David Ferguson studied photography at Montreal’s Dawson Institute of Photography and at Ryerson Polytechnical Institute in Toronto. He was photo editor at the University of Victoria’s student newspaper between 1974 and 1976, was on the gallery 44 board of directors in 1988-89, and has worked as a colour lab technician and teacher of photography.
For the past ten years he has worked as an artist in Toronto, His work has been widely exhibited in Canada since 1984, most recently in a touring show called ‘from Morocco to Rococo’, of which the Edmonton journal noted: “no matter how doggedly the luscious cathedral-like grove of giant vegetables tries to imitate a painting, it’s not. Neither is it true to life. It’s a photograph, complete unto itself.”


David uses Tahiti here as a metaphor for that unspoiled and natural state that is supposed to have existed when the human race and the world were in harmony.


“In some earlier time a confrontational relationship developed between humans and the rest of the world. The natural world has since lost it’s primacy to these wielders of technology. The wholesale extinction of species and the dramatic changes occurring to the biosphere and to local environments delineates the progression of the conquest.

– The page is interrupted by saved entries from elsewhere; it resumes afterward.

/*!
Per-client state, and the pair of tasks that move lines between a client's
connection and the hub.
*/
use tokio::{
    io::{AsyncRead, AsyncWrite},
    sync::mpsc::{self, error::TrySendError, Receiver, Sender},
};
use tokio_util::sync::CancellationToken;
use tracing::{event, Level};

use crate::{
    error::Error,
    hub::Hub,
    line::{LineReader, LineWriter},
    message::{self, Broadcast, Line},
    registry::SessionId,
};

/// The hub's end of a client: its name, and the sending side of its
/// mailbox.
///
/// Closing happens by consuming the session, so it can happen only once.
pub struct ClientSession {
    id: SessionId,
    name: String,
    mailbox: Sender<Line>,
    closed: CancellationToken,
}

/// The session's end of a client: the receiving side of its mailbox.
pub struct Outbox {
    rx: Receiver<Line>,
    closed: CancellationToken,
}

impl ClientSession {
    /// Create a session with a fresh mailbox holding at most `capacity`
    /// undelivered lines. Normally reached through `Hub::open_session`,
    /// which supplies the id.
    pub fn new(id: SessionId, name: String, capacity: usize) -> (ClientSession, Outbox) {
        let (tx, rx) = mpsc::channel(capacity);
        let closed = CancellationToken::new();
        let session = ClientSession {
            id,
            name,
            mailbox: tx,
            closed: closed.clone(),
        };

        (session, Outbox { rx, closed })
    }

    pub fn id(&self) -> SessionId { self.id }

    pub fn name(&self) -> &str { &self.name }

    /// Offer a line without waiting. Fails if the mailbox is full or its
    /// writer is gone.
    pub fn try_deliver(&self, line: Line) -> Result<(), TrySendError<Line>> {
        self.mailbox.try_send(line)
    }

    /// Close the mailbox and tell both of this session's tasks to let go of
    /// the connection.
    pub fn close(self) {
        self.closed.cancel();
        // Dropping `self.mailbox` ends the writer's stream of lines.
    }
}

impl Outbox {
    pub async fn recv(&mut self) -> Option<Line> {
        self.rx.recv().await
    }

    /// Token that's cancelled when the session is closed.
    pub fn closed_token(&self) -> CancellationToken {
        self.closed.clone()
    }
}

/// Reads a client's lines and publishes them to the hub.
pub struct SessionReader<R> {
    id: SessionId,
    name: String,
    reader: LineReader<R>,
    hub: Hub,
    closed: CancellationToken,
}

impl<R: AsyncRead + Unpin> SessionReader<R> {
    pub fn new(
        id: SessionId,
        name: String,
        reader: LineReader<R>,
        hub: Hub,
        closed: CancellationToken,
    ) -> SessionReader<R> {
        SessionReader { id, name, reader, hub, closed }
    }

    async fn pump(&mut self) -> Result<(), Error> {
        while let Some(line) = self.reader.read_line().await? {
            let text = line.trim();
            if text.is_empty() { continue; }

            let line = message::chat_line(&chrono::Local::now(), &self.name, text);
            self.hub.publish(Broadcast::chat(self.id, line)).await?;
        }

        Ok(())
    }

    /// Read until the client goes away or the session is closed, then
    /// announce the departure and deregister.
    pub async fn run(mut self) {
        event!(Level::DEBUG, "session {} reader started", &self.id);

        let closed = self.closed.clone();
        let res = tokio::select! {
            _ = closed.cancelled() => Ok(()),
            res = self.pump() => res,
        };
        match res {
            Ok(()) | Err(Error::Eof) => {},
            Err(e) => {
                event!(Level::DEBUG, "session {} read error: {}", &self.id, &e);
            },
        }

        let notice = Broadcast::notice(message::left(&self.name));
        if let Err(e) = self.hub.publish(notice).await {
            event!(Level::ERROR,
                "session {}: unable to announce departure: {}", &self.id, &e
            );
        }
        self.hub.remove(self.id);

        event!(Level::DEBUG, "session {} reader stopped", &self.id);
    }
}

/// Writes a session's history backlog, then its mailbox, to the client.
pub struct SessionWriter<W> {
    id: SessionId,
    writer: LineWriter<W>,
    backlog: Vec<Line>,
    outbox: Outbox,
    hub: Hub,
}

impl<W: AsyncWrite + Unpin> SessionWriter<W> {
    pub fn new(
        id: SessionId,
        writer: LineWriter<W>,
        backlog: Vec<Line>,
        outbox: Outbox,
        hub: Hub,
    ) -> SessionWriter<W> {
        SessionWriter { id, writer, backlog, outbox, hub }
    }

    async fn drain(&mut self) -> Result<(), Error> {
        for line in std::mem::take(&mut self.backlog) {
            self.writer.send(&line).await?;
        }
        while let Some(line) = self.outbox.recv().await {
            self.writer.send(&line).await?;
        }

        Ok(())
    }

    /// Write until the mailbox closes, a write fails, or the session is
    /// closed. Any of these means the session is finished.
    pub async fn run(mut self) {
        event!(Level::DEBUG, "session {} writer started", &self.id);

        let closed = self.outbox.closed_token();
        let res = tokio::select! {
            _ = closed.cancelled() => Ok(()),
            res = self.drain() => res,
        };
        if let Err(e) = res {
            event!(Level::WARN, "session {} write error: {}", &self.id, &e);
        }

        self.hub.remove(self.id);
        if let Err(e) = self.writer.shutdown().await {
            event!(Level::TRACE,
                "session {}: error shutting down connection: {}", &self.id, &e
            );
        }

        event!(Level::DEBUG, "session {} writer stopped", &self.id);
    }
}
/*!
Collects what the crate logs while a future runs, for tests that care
about how loudly something is reported.
*/
use std::{
    future::Future,
    io::Write,
    sync::Arc,
};

use parking_lot::Mutex;

#[derive(Clone, Default)]
struct Captured(Arc<Mutex<Vec<u8>>>);

impl Write for Captured {
    fn write(&mut self, buf: &[u8]) -> std::io::Result<usize> {
        self.0.lock().extend_from_slice(buf);
        Ok(buf.len())
    }

    fn flush(&mut self) -> std::io::Result<()> { Ok(()) }
}

/// Run `fut` to completion on this thread and return everything logged at
/// DEBUG or above while it ran, one event per line.
pub async fn capture<F: Future>(fut: F) -> String {
    let captured = Captured::default();
    let writer = captured.clone();
    let subscriber = tracing_subscriber::fmt()
        .with_writer(move || writer.clone())
        .with_max_level(tracing::Level::DEBUG)
        .with_ansi(false)
        .finish();

    {
        let _guard = tracing::subscriber::set_default(subscriber);
        fut.await;
    }

    let bytes = captured.0.lock().clone();
    String::from_utf8_lossy(&bytes).into_owned()
}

I think this state of affairs is best examined not by scenes of the battlegrounds but by looking for the intellectual tools that make it possible. When a forest can be conceived of as a measurable quantity of paper, a chain of actions, focused primarily on the paper, can be unleashed to accomplish that transformation. Only the abstraction of the wood fiber from it’s complex context allows this, and the tools for this abstraction seem to be those of quantification and reductionism. As I despair for the development of tools sufficiently comprehensive to accurately measure and number and account for the infinite variables that comprise our world, I feel compelled to look more closely for the nature and the origins of the tools.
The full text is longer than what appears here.